DIRECTIONS>
Go through the records below and return each line that has "localhost" in it.

== PROVIDED RECORDS ==

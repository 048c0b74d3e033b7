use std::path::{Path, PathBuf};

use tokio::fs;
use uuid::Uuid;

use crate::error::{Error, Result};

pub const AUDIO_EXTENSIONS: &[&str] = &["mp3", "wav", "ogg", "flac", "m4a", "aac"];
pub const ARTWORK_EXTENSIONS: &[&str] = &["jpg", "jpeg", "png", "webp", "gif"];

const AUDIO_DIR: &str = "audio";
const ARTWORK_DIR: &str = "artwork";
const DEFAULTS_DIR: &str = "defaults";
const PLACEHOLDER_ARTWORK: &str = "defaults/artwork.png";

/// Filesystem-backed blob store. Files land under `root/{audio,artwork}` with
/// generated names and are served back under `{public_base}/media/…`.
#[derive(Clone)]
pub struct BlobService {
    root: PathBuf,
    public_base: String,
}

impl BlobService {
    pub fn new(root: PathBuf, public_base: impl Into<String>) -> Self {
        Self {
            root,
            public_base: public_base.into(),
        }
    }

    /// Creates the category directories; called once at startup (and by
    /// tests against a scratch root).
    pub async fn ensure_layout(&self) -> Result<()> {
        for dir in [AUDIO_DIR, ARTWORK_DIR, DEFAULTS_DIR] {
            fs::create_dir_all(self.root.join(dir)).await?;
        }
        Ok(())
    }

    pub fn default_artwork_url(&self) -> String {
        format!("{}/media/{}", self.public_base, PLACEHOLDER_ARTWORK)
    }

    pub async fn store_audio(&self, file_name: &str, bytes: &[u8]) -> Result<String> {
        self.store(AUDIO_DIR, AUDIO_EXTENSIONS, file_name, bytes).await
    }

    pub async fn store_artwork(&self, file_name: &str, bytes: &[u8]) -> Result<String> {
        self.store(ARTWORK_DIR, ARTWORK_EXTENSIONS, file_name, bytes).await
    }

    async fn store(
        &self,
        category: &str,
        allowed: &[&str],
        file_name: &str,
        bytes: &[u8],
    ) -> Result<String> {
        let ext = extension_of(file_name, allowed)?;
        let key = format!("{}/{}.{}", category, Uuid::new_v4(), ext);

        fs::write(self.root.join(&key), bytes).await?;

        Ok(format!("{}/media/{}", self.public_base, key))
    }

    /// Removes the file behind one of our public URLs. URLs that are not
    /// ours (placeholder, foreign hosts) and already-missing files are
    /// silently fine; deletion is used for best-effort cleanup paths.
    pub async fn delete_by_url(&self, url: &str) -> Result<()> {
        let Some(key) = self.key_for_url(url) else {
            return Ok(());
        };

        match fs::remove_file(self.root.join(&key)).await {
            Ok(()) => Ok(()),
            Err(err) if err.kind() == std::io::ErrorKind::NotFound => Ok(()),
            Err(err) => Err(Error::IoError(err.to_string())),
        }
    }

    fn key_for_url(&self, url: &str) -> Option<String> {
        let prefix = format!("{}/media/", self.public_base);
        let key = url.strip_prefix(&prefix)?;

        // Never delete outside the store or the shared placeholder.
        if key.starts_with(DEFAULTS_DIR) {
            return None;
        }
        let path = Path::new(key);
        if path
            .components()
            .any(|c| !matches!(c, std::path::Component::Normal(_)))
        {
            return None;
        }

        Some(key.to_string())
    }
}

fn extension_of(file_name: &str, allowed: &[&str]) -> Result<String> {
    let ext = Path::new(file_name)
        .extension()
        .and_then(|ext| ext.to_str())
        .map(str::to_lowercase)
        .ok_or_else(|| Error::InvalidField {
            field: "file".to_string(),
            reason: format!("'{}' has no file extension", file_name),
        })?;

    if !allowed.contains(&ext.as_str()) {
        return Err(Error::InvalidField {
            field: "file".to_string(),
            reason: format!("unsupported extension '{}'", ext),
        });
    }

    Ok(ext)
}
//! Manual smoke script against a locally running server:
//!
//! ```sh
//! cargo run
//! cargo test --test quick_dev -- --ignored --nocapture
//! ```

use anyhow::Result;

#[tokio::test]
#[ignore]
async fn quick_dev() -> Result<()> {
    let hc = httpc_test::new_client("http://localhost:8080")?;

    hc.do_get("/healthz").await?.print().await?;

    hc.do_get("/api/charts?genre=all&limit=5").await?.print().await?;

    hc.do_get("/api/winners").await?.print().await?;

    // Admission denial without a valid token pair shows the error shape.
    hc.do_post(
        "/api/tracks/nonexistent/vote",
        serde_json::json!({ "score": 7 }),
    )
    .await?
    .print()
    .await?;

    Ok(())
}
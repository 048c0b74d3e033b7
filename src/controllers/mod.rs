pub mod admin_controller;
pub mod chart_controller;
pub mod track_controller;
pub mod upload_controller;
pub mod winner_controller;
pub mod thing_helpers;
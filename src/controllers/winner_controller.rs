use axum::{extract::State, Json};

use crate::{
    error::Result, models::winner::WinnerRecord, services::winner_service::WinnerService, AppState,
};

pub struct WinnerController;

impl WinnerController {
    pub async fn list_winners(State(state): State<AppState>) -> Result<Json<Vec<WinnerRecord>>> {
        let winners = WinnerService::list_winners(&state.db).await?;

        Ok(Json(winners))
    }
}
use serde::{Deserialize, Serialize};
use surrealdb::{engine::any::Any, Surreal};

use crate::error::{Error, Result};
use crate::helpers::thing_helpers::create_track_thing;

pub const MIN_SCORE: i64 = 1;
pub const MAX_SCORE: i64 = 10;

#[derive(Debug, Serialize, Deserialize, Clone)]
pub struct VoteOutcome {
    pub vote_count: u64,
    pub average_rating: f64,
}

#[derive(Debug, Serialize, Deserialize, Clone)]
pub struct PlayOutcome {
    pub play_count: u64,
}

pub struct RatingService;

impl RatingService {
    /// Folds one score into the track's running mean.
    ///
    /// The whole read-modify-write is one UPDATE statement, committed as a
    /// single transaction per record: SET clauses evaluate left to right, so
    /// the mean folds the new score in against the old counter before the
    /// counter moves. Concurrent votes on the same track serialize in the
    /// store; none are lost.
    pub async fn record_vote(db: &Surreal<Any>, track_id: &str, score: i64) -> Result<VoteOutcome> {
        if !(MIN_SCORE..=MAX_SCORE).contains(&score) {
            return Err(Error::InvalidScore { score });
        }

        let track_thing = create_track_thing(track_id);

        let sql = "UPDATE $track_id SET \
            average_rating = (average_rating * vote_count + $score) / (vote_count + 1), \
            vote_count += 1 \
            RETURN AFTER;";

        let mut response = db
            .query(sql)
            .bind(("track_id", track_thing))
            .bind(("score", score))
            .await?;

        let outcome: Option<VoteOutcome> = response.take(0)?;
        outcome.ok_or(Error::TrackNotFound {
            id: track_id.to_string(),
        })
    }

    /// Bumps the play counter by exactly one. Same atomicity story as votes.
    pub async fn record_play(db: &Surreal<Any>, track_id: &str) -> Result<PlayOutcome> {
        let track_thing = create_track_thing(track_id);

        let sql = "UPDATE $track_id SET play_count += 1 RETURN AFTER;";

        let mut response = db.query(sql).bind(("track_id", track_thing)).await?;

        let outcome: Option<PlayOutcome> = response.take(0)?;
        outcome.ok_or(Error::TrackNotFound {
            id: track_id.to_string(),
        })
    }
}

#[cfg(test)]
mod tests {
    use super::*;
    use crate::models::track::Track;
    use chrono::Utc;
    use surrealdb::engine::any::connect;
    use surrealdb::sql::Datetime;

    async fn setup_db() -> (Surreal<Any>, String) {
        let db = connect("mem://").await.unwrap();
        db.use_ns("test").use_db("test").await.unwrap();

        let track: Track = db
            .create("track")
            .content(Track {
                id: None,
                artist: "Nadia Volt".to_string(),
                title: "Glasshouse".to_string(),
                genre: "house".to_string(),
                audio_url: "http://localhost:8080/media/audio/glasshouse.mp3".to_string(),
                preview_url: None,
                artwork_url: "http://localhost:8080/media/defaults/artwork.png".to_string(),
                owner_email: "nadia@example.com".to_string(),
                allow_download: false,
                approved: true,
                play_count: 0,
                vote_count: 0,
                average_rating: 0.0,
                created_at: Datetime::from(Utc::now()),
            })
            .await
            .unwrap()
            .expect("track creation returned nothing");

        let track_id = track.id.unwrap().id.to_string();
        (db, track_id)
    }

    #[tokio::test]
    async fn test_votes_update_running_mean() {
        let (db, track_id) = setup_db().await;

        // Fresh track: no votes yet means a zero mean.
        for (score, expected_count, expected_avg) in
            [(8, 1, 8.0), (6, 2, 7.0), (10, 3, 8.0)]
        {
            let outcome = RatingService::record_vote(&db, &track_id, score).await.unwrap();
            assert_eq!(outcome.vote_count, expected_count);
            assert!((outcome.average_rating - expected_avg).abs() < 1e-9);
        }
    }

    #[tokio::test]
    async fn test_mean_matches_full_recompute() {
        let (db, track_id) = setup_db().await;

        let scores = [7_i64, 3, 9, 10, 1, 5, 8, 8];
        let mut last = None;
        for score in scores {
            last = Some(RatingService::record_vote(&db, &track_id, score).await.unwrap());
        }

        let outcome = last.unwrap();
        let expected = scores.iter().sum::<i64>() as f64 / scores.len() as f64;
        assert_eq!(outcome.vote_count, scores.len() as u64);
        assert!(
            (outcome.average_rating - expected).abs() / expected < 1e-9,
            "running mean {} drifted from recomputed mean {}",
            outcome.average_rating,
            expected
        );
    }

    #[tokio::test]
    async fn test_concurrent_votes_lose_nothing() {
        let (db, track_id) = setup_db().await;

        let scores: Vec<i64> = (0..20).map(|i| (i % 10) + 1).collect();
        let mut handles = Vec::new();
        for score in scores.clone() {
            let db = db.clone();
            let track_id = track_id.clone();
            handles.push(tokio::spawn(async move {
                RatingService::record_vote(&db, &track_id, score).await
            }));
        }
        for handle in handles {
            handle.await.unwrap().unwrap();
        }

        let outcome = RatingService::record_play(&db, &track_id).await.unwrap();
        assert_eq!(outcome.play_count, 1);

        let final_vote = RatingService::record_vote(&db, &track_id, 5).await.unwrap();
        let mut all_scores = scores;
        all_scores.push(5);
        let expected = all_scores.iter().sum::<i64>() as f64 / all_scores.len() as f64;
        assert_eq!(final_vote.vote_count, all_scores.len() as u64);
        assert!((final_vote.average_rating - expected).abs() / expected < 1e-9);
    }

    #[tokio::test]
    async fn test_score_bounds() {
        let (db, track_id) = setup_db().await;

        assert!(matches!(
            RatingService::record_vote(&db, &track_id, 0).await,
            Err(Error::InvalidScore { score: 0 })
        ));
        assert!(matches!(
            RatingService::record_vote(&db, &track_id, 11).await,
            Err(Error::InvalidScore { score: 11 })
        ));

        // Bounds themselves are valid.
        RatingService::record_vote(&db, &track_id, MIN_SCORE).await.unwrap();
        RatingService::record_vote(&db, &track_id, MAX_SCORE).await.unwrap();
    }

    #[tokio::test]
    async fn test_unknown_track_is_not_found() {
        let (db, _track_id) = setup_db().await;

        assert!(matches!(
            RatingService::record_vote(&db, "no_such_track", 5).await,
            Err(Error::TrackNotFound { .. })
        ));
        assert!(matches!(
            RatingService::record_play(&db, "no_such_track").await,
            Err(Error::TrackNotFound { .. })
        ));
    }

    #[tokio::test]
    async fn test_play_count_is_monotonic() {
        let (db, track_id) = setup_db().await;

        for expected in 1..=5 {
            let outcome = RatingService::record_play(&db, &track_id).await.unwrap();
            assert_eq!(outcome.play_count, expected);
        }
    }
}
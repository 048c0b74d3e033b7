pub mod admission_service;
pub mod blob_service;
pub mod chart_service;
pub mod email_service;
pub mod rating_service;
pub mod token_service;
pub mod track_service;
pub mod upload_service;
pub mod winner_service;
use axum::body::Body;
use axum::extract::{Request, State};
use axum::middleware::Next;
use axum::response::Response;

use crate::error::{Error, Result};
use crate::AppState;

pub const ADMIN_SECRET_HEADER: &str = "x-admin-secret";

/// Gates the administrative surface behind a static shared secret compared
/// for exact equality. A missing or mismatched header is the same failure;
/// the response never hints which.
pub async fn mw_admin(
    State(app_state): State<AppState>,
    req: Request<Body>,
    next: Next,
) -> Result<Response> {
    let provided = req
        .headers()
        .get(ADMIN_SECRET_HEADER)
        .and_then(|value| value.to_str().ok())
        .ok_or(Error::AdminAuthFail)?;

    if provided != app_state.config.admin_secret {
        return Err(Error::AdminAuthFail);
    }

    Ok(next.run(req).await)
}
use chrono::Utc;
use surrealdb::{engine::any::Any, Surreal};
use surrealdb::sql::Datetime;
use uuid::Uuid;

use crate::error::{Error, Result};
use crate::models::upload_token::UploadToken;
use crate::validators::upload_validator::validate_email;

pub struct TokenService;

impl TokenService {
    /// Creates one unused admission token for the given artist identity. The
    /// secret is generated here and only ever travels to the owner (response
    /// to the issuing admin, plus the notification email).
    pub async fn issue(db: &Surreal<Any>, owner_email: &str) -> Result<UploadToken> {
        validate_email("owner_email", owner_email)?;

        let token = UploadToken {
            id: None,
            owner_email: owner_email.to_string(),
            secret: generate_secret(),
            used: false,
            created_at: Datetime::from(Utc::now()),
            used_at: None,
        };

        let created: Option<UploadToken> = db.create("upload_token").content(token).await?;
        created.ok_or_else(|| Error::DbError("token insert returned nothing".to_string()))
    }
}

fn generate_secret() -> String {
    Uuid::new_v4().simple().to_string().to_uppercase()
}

===

REPLY>
    let hc = httpc_test::new_client("http://localhost:8080")?;
                audio_url: "http://localhost:8080/media/audio/glasshouse.mp3".to_string(),
                artwork_url: "http://localhost:8080/media/defaults/artwork.png".to_string(),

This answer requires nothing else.